Mathematical and statistical information is often presented to patients after receiving health care. Previous research would suggest that people often have difficulty understanding statistical information, especially when it is presented in a single event probability format. According to previous research, the difficulty arises from numerical literacy, presentation format and an interaction of both. The goal of the current study is to determine the accuracy of students’ estimates of having an STD, after receiving a positive test result in a simulated clinical setting. Three different formats were manipulated to help students understand the statistical information frequencies, single event probability, and an icon array. Contrary to previous research, a three step hierarchical logistic regression determined that none of the formats were aiding in the accuracy of students’ estimates of having chlamydia. In fact, very few students estimated the correct likelihood they had an STD after receiving a positive test result. Possible limitations and future research are discussed.

Helping Students Understand Health Statistics

In today’s world people encounter a functionally limitless amount of information, and much of it is in the form of mathematical and statistical information (Brase & Hill, 2015; Hill & Brase, 2012). These pieces of numerical information can come from many different sources, and may reside in many different societal domains. For example, nutrition labels, health advertisements, scientific research results, and television commercials all present information in a numerical format, and often these presentations are not performed with the intent of being transparent; often, companies are trying to sell products to consumers, so the numerical information is presented in such a way that it makes the product more appealing.

Although people encounter numerical information on a daily basis, they often also interpret it incorrectly (Casscells, Schoenberger, & Graboys, 1978; Cosmides & Tooby, 1996; Gigerenzer & Hoffrage, 1995).

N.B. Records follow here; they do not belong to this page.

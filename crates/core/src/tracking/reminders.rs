//! Break and work-reminder scheduling
//!
//! At most one pending break-end notification and one pending hourly
//! reminder exist at any time, each tracked by a handle. Scheduling always
//! cancels the prior notification of the same kind first. Every notifier
//! failure is logged and swallowed: notifications are layered on top of
//! the source-of-truth session data, never essential to it.

use std::sync::Arc;
use std::time::Duration;

use goaltimer_domain::constants::WORK_REMINDER_AFTER_MS;
use goaltimer_domain::Session;
use tracing::warn;

use super::ports::{NotificationKind, NotificationRequest, NotificationScheduler};

/// Owns the two pending reminder handles.
pub struct ReminderScheduler {
    notifier: Arc<dyn NotificationScheduler>,
    break_handle: Option<String>,
    work_handle: Option<String>,
}

impl ReminderScheduler {
    pub fn new(notifier: Arc<dyn NotificationScheduler>) -> Self {
        Self { notifier, break_handle: None, work_handle: None }
    }

    /// Arm the break-end notification `minutes` out. A zero duration is a
    /// no-op.
    pub async fn schedule_break_end(&mut self, minutes: u32) {
        if minutes == 0 {
            return;
        }
        self.cancel_break_end().await;
        let request = NotificationRequest {
            kind: NotificationKind::BreakEnd,
            title: "Break over".into(),
            body: "Time to get back to it.".into(),
        };
        let delay = Duration::from_secs(u64::from(minutes) * 60);
        match self.notifier.schedule(request, delay).await {
            Ok(handle) => self.break_handle = Some(handle),
            Err(err) => warn!(error = %err, "failed to schedule break-end notification"),
        }
    }

    /// Cancel the pending break-end notification. Without a stored handle
    /// (fresh process), sweeps everything carrying the break-end tag.
    pub async fn cancel_break_end(&mut self) {
        if let Some(handle) = self.break_handle.take() {
            if let Err(err) = self.notifier.cancel(&handle).await {
                warn!(error = %err, "failed to cancel break-end notification");
            }
            return;
        }
        self.sweep(NotificationKind::BreakEnd).await;
    }

    /// Arm the hourly "still working" reminder relative to the *session's*
    /// start, so resuming near the hour mark reminds soon rather than a
    /// full hour later. Nothing is scheduled once the hour has elapsed.
    pub async fn schedule_work_reminder(&mut self, session: &Session, now_ms: i64) {
        self.cancel_work_reminder().await;
        let remaining_ms = WORK_REMINDER_AFTER_MS - (now_ms - session.start_ts);
        if remaining_ms <= 0 {
            return;
        }
        let request = NotificationRequest {
            kind: NotificationKind::WorkReminder,
            title: "Time for a short break?".into(),
            body: "You have been focused for an hour. Consider taking a quick breather.".into(),
        };
        let delay = Duration::from_millis(u64::try_from(remaining_ms).unwrap_or_default());
        match self.notifier.schedule(request, delay).await {
            Ok(handle) => self.work_handle = Some(handle),
            Err(err) => warn!(error = %err, "failed to schedule work reminder"),
        }
    }

    /// Cancel the pending work reminder, sweeping by tag when no handle is
    /// held.
    pub async fn cancel_work_reminder(&mut self) {
        if let Some(handle) = self.work_handle.take() {
            if let Err(err) = self.notifier.cancel(&handle).await {
                warn!(error = %err, "failed to cancel work reminder");
            }
            return;
        }
        self.sweep(NotificationKind::WorkReminder).await;
    }

    /// True while a work reminder is armed.
    pub fn has_work_reminder(&self) -> bool {
        self.work_handle.is_some()
    }

    /// True while a break-end notification is armed.
    pub fn has_break_end(&self) -> bool {
        self.break_handle.is_some()
    }

    async fn sweep(&self, kind: NotificationKind) {
        let pending = match self.notifier.pending(kind).await {
            Ok(pending) => pending,
            Err(err) => {
                warn!(error = %err, ?kind, "failed to list pending notifications");
                return;
            }
        };
        for item in pending {
            if let Err(err) = self.notifier.cancel(&item.handle).await {
                warn!(error = %err, handle = %item.handle, "failed to cancel swept notification");
            }
        }
    }
}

This problem is most apparent in health settings where physicians are trying to present health information—often in the form of statistics—to patients, with the hope that patients can become more involved in their own healthcare decisions (Gigerenzer, Gaizzmaier, Kurz-Milcke, Schwartz, & Woloshin, 2008). This contemporary model of medical decision making is known as the “shared” or “patient-oriented” model of medical decision making. In this model, where an interaction occurs between doctors and patients, it is important that both parties understand and are able to produce and understand statistical processes and terminology. It is crucial for the physicians to present information in a way that will help patients understand statistical information, so the patients will be able to make decisions in their best interest. There is also an emphasis to apply research findings to practice in order to create an evidence-based health practice (Nelson, Reyna, Fagerlin, Lipkus, & Peters, 2008). The basic skills needed to make an informed decision are reading, writing, and numeracy (Reyna, Nelson, Han, & Diekmann 2009).

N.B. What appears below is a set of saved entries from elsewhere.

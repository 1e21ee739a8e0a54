//! Derived daily summary types
//!
//! Produced by the aggregation engine, memoized by the summary cache, never
//! persisted.

use serde::{Deserialize, Serialize};

/// Per-activity slice of a day's summary.
#[derive(Debug, Clone, PartialEq, Eq, Serialize, Deserialize)]
#[serde(rename_all = "camelCase")]
pub struct DailyActivitySummary {
    pub activity_id: String,
    pub activity_name: String,
    pub color: Option<String>,
    /// Goal for the day; 0 when no goal is set
    pub goal_minutes: u32,
    /// Whole minutes worked on this activity within the day
    pub worked_minutes: u32,
    pub note: Option<String>,
}

/// Aggregated view of a single calendar day.
///
/// `is_complete` is true only when the day has at least one goal and every
/// goal's worked minutes reached its target. `total_worked_minutes` floors
/// the summed overlap milliseconds, so it can legitimately differ from the
/// sum of the per-activity minutes by a few minutes on busy days.
#[derive(Debug, Clone, PartialEq, Eq, Serialize, Deserialize)]
#[serde(rename_all = "camelCase")]
pub struct DailySummary {
    pub date: String,
    pub total_goal_minutes: u32,
    pub total_worked_minutes: u32,
    pub is_complete: bool,
    /// Entries sorted by activity name for stable display
    pub activities: Vec<DailyActivitySummary>,
}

Recent interest in creating affordable health care suggests there will be an influx of patients seeking out health care service. This will naturally lead to more instances of shared decision making between the physician and the patient, and these instances of shared decision making will result in an interaction centered around statistical information. Patients will then have to be able to make important decisions about what treatments to seek based on information presented in a numerical format. Informed decision will need to be made dependent on the ability to understand graphs, tables, charts, and basic statistical or mathematical information. So too, physicians will have to convey health statistical information to their patients in a numerical format.

Understanding the Difficulty of Statistical and Mathematical Information

Why do people have problems making decisions with numerical information? From the literature on medical decision making, the psychological study of judgment and decision making, there are two clear possibilities: Numerical literacy (sometimes shortened to “numeracy”), and number format (the way information is presented to people). Both these variables can create problems for patients and physicians while sitting in a doctor’s office interpreting health information.

Numerical Literacy

Numerical illiteracy is a commonly noted problem in the United States and many other countries. Lipkus, Samsa, and Rimer (2001) showed about 21% of even well-educated people had difficulty in answering a simple numeracy question such as “Is 1 in 1,000 equivalent to 0.1%?” In one study, physicians did show a better understanding of numeracy than the general public; nonetheless, 25% of the physicians in the study missed the same question (Gigerenzer, Gaissmaier, Kurz-Milcke, Schwartz, & Woloshin, 2008). Considering that physicians often have to communicate the test results with their patients, the numerical literacy of physicians, as well as patients, is of importance. For example, a test result is frequently presented as either a patient has tested positively or negatively for a certain disease. However, a simple positive or negative result can be misleading when neglecting the accuracy of the test and the base rate of the disease. The actual probability of having the disease (true positive) is not very often communicated with the patients and thus it sometimes creates great anxiety in them.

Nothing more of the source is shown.